Impact investing is not a new concept as it traces its roots back to the early 1970s, but its prominence continues to rise. It represents an investment strategy that seeks to yield not only financial returns but also quantifiable, positive social or environmental benefits.
Amidst this surge of interest, questions naturally arise: What exactly constitutes impact? Can it be measured, and if so, how? These inquiries are actual within the discourse of the impact investing community. In the meantime, the concept of impact is evolving, with a plethora of definitions, frameworks and perspectives emerging. There is a growing call for transparent, comprehensive, and standardized sustainability metrics, demanded by stakeholders ranging from Financial Institutions and Regulatory Bodies to Consumers and Civil Society.
The link with the Environmental, Social and Governance (ESG) narrative is often made and adds to the confusion. Both ESG and Impact intend to contribute to a more sustainable society but place different emphases. ESG starts from the company’s activities and looks at potential risks. Emphasis is also more on transition within companies and organisations. Impact, on the other hand, focuses specifically on contributing to solutions in the wider society. Transformation of existing practices is central to this.
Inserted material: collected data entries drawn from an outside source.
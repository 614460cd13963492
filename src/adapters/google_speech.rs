use async_trait::async_trait;
use reqwest::Client;
use serde::Deserialize;
use tracing::{debug, info};
use url::Url;

use crate::domain::{AudioBuffer, DomainError};
use crate::ports::SpeechRecognizer;

/// Speech recognizer backed by the Google web speech API.
///
/// Audio is posted as raw 16-bit little-endian PCM (`audio/l16`). The
/// response is JSON lines; the first line is usually an empty result that
/// must be skipped.
pub struct GoogleSpeechRecognizer {
    client: Client,
    endpoint: String,
    api_key: String,
}

#[derive(Debug, Deserialize)]
struct SpeechResponse {
    #[serde(default)]
    result: Vec<SpeechResult>,
}

#[derive(Debug, Deserialize)]
struct SpeechResult {
    #[serde(default)]
    alternative: Vec<SpeechAlternative>,
}

#[derive(Debug, Deserialize)]
struct SpeechAlternative {
    transcript: Option<String>,
}

impl GoogleSpeechRecognizer {
    pub fn new(client: Client, endpoint: String, api_key: String) -> Self {
        Self {
            client,
            endpoint,
            api_key,
        }
    }

    fn request_url(&self, lang_tag: &str) -> Result<Url, DomainError> {
        let mut url =
            Url::parse(&self.endpoint).map_err(|e| DomainError::Config(e.to_string()))?;
        url.query_pairs_mut()
            .append_pair("client", "chromium")
            .append_pair("lang", lang_tag)
            .append_pair("key", &self.api_key)
            .append_pair("pFilter", "0");
        Ok(url)
    }

    /// Pick the first transcript out of the JSON-lines body.
    ///
    /// An empty body or only-empty results means the backend heard the
    /// audio but could not decode speech from it.
    fn extract_transcript(body: &str) -> Result<String, DomainError> {
        for line in body.lines() {
            let line = line.trim();
            if line.is_empty() {
                continue;
            }
            let parsed: SpeechResponse = serde_json::from_str(line)
                .map_err(|e| DomainError::RecognitionService(e.to_string()))?;
            for result in parsed.result {
                for alternative in result.alternative {
                    if let Some(transcript) = alternative.transcript {
                        if !transcript.trim().is_empty() {
                            return Ok(transcript);
                        }
                    }
                }
            }
        }
        Err(DomainError::UnrecognizedSpeech)
    }
}

#[async_trait]
impl SpeechRecognizer for GoogleSpeechRecognizer {
    async fn recognize(
        &self,
        audio: &AudioBuffer,
        lang_tag: &str,
    ) -> Result<String, DomainError> {
        if audio.samples().is_empty() {
            return Err(DomainError::UnrecognizedSpeech);
        }

        let url = self.request_url(lang_tag)?;
        let content_type = format!("audio/l16; rate={}", audio.sample_rate());
        debug!(
            lang = lang_tag,
            duration_secs = audio.duration_secs(),
            "Submitting audio for recognition"
        );

        let response = self
            .client
            .post(url)
            .header("Content-Type", content_type)
            .body(audio.to_le_bytes())
            .send()
            .await
            .map_err(|e| DomainError::RecognitionService(e.to_string()))?;

        let status = response.status();
        if !status.is_success() {
            return Err(DomainError::RecognitionService(format!(
                "recognition backend returned HTTP {}",
                status
            )));
        }

        let body = response
            .text()
            .await
            .map_err(|e| DomainError::RecognitionService(e.to_string()))?;

        let transcript = Self::extract_transcript(&body)?;
        info!(chars = transcript.len(), "Speech recognized");
        Ok(transcript)
    }
}

#[cfg(test)]
mod tests {
    use super::*;

    #[test]
    fn test_extract_skips_leading_empty_result() {
        let body = concat!(
            "{\"result\":[]}\n",
            "{\"result\":[{\"alternative\":[{\"transcript\":\"hello world\",\"confidence\":0.9}],",
            "\"final\":true}],\"result_index\":0}\n",
        );
        assert_eq!(
            GoogleSpeechRecognizer::extract_transcript(body).unwrap(),
            "hello world"
        );
    }

    #[test]
    fn test_extract_empty_body_is_unrecognized() {
        let err = GoogleSpeechRecognizer::extract_transcript("").unwrap_err();
        assert!(matches!(err, DomainError::UnrecognizedSpeech));
    }

    #[test]
    fn test_extract_only_empty_results_is_unrecognized() {
        let body = "{\"result\":[]}\n{\"result\":[]}\n";
        let err = GoogleSpeechRecognizer::extract_transcript(body).unwrap_err();
        assert!(matches!(err, DomainError::UnrecognizedSpeech));
    }

    #[test]
    fn test_extract_malformed_line_is_service_error() {
        let err = GoogleSpeechRecognizer::extract_transcript("not json").unwrap_err();
        assert!(matches!(err, DomainError::RecognitionService(_)));
    }

    #[test]
    fn test_request_url_carries_language_and_key() {
        let adapter = GoogleSpeechRecognizer::new(
            Client::new(),
            "http://speech.example.com/recognize".to_string(),
            "test-key".to_string(),
        );
        let url = adapter.request_url("hi").unwrap();
        let query = url.query().unwrap();
        assert!(query.contains("lang=hi"));
        assert!(query.contains("key=test-key"));
    }
}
Both approaches complement each other and both are necessary for a more sustainable society.
The various definitions, frameworks, classifications linked to the concept of ‘impact’ focus on 1 or more aspects. For a better understanding, we bring them together in the framework below. For more information on the SFDR, scope 1-3, materiality, the ABC framework, the different forms of investments, … we refer you to the IFB publication.
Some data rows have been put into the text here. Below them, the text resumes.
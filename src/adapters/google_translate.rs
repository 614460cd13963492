use async_trait::async_trait;
use reqwest::Client;
use tracing::{debug, info};
use url::Url;

use crate::domain::DomainError;
use crate::ports::Translator;

/// Translator backed by the public Google translate web endpoint.
///
/// The endpoint returns a nested array: `[[["segment", ...], ...], ...]`;
/// the translation is the concatenation of the first element of each
/// sentence entry.
pub struct GoogleTranslator {
    client: Client,
    endpoint: String,
}

impl GoogleTranslator {
    pub fn new(client: Client, endpoint: String) -> Self {
        Self { client, endpoint }
    }

    fn request_url(&self, text: &str, source: &str, target: &str) -> Result<Url, DomainError> {
        let mut url =
            Url::parse(&self.endpoint).map_err(|e| DomainError::Config(e.to_string()))?;
        url.query_pairs_mut()
            .append_pair("client", "gtx")
            .append_pair("sl", source)
            .append_pair("tl", target)
            .append_pair("dt", "t")
            .append_pair("q", text);
        Ok(url)
    }

    fn extract_translation(body: &serde_json::Value) -> Result<String, DomainError> {
        let sentences = body
            .get(0)
            .and_then(|v| v.as_array())
            .ok_or_else(|| {
                DomainError::Translation("invalid response format from backend".to_string())
            })?;

        let mut result = String::new();
        for sentence in sentences {
            if let Some(segment) = sentence.get(0).and_then(|v| v.as_str()) {
                result.push_str(segment);
            }
        }

        if result.is_empty() {
            return Err(DomainError::Translation(
                "backend returned no translation".to_string(),
            ));
        }
        Ok(result)
    }
}

#[async_trait]
impl Translator for GoogleTranslator {
    async fn translate(
        &self,
        text: &str,
        source_code: &str,
        target_code: &str,
    ) -> Result<String, DomainError> {
        let url = self.request_url(text, source_code, target_code)?;
        debug!(source = source_code, target = target_code, "Requesting translation");

        let response = self
            .client
            .get(url)
            .send()
            .await
            .map_err(|e| DomainError::Translation(e.to_string()))?;

        let status = response.status();
        if !status.is_success() {
            return Err(DomainError::Translation(format!(
                "translation backend returned HTTP {}",
                status
            )));
        }

        let body: serde_json::Value = response
            .json()
            .await
            .map_err(|e| DomainError::Translation(e.to_string()))?;

        let translated = Self::extract_translation(&body)?;
        info!(
            chars_in = text.len(),
            chars_out = translated.len(),
            target = target_code,
            "Translation received"
        );
        Ok(translated)
    }
}

#[cfg(test)]
mod tests {
    use super::*;

    #[test]
    fn test_extract_single_sentence() {
        let body = serde_json::json!([[["hola", "hello", null]], null, "en"]);
        assert_eq!(GoogleTranslator::extract_translation(&body).unwrap(), "hola");
    }

    #[test]
    fn test_extract_concatenates_sentences() {
        let body = serde_json::json!([
            [["Hallo. ", "Hello. ", null], ["Welt.", "World.", null]],
            null,
            "en"
        ]);
        assert_eq!(
            GoogleTranslator::extract_translation(&body).unwrap(),
            "Hallo. Welt."
        );
    }

    #[test]
    fn test_extract_rejects_malformed_body() {
        let body = serde_json::json!({ "unexpected": true });
        let err = GoogleTranslator::extract_translation(&body).unwrap_err();
        assert!(matches!(err, DomainError::Translation(_)));
    }

    #[test]
    fn test_request_url_encodes_query() {
        let adapter = GoogleTranslator::new(
            Client::new(),
            "https://translate.example.com/translate_a/single".to_string(),
        );
        let url = adapter.request_url("hello world", "auto", "hi").unwrap();
        let query = url.query().unwrap();
        assert!(query.contains("sl=auto"));
        assert!(query.contains("tl=hi"));
        assert!(query.contains("q=hello+world") || query.contains("q=hello%20world"));
    }
}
The aim of this publication is two-fold: firstly, to provide a navigational guide through the lexicon of impact investing for the curious, and secondly, to furnish advocates of particular approaches with a deeper understanding of the various facets of impact investments. Depending on your role as an actor, your perspective, your focus, certain principles, standards, tools, labels will be more of interest to you than others. To support you in making more focused decision in this, IFB developed the following decision tree which is described in more detail in the publication, as well as its various components.
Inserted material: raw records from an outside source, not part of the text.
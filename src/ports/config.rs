use std::path::PathBuf;

use crate::domain::{AppConfig, DomainError};

/// Configuration store port for persisting and loading app configuration.
pub trait ConfigStore: Send + Sync {
    /// Load configuration from persistent storage.
    /// Creates default config if none exists.
    fn load(&self) -> Result<AppConfig, DomainError>;

    /// Save configuration to persistent storage.
    fn save(&self, config: &AppConfig) -> Result<(), DomainError>;

    /// Get the path to the configuration file.
    fn config_path(&self) -> PathBuf;

    /// Get the path to the logs directory.
    fn logs_dir(&self) -> PathBuf;
}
The two important questions to ask yourself in this regard are:
- Is my focus on transitioning within my own operations, or am I aiming to maximize the impact of my activities/organisation?
- Are there specific topics that I like to address: single/double materiality; environment, social or both, …?
At the end, your starting point does not really matter, there are several options, ranging from the choice of principles (broad framework based on values), standards (more detailed guidance and often used as bar for best practices), tools (practical instruments and methods) and labels (particular standards to be recognised). Experience shows that perfection does not exist either; for all actors it is a learning process. IFB, as a member organisation, likes to facilitate this learning process in an interactive way between its members and beyond to make the process of Impact Measurement and Management accessible and fun for all.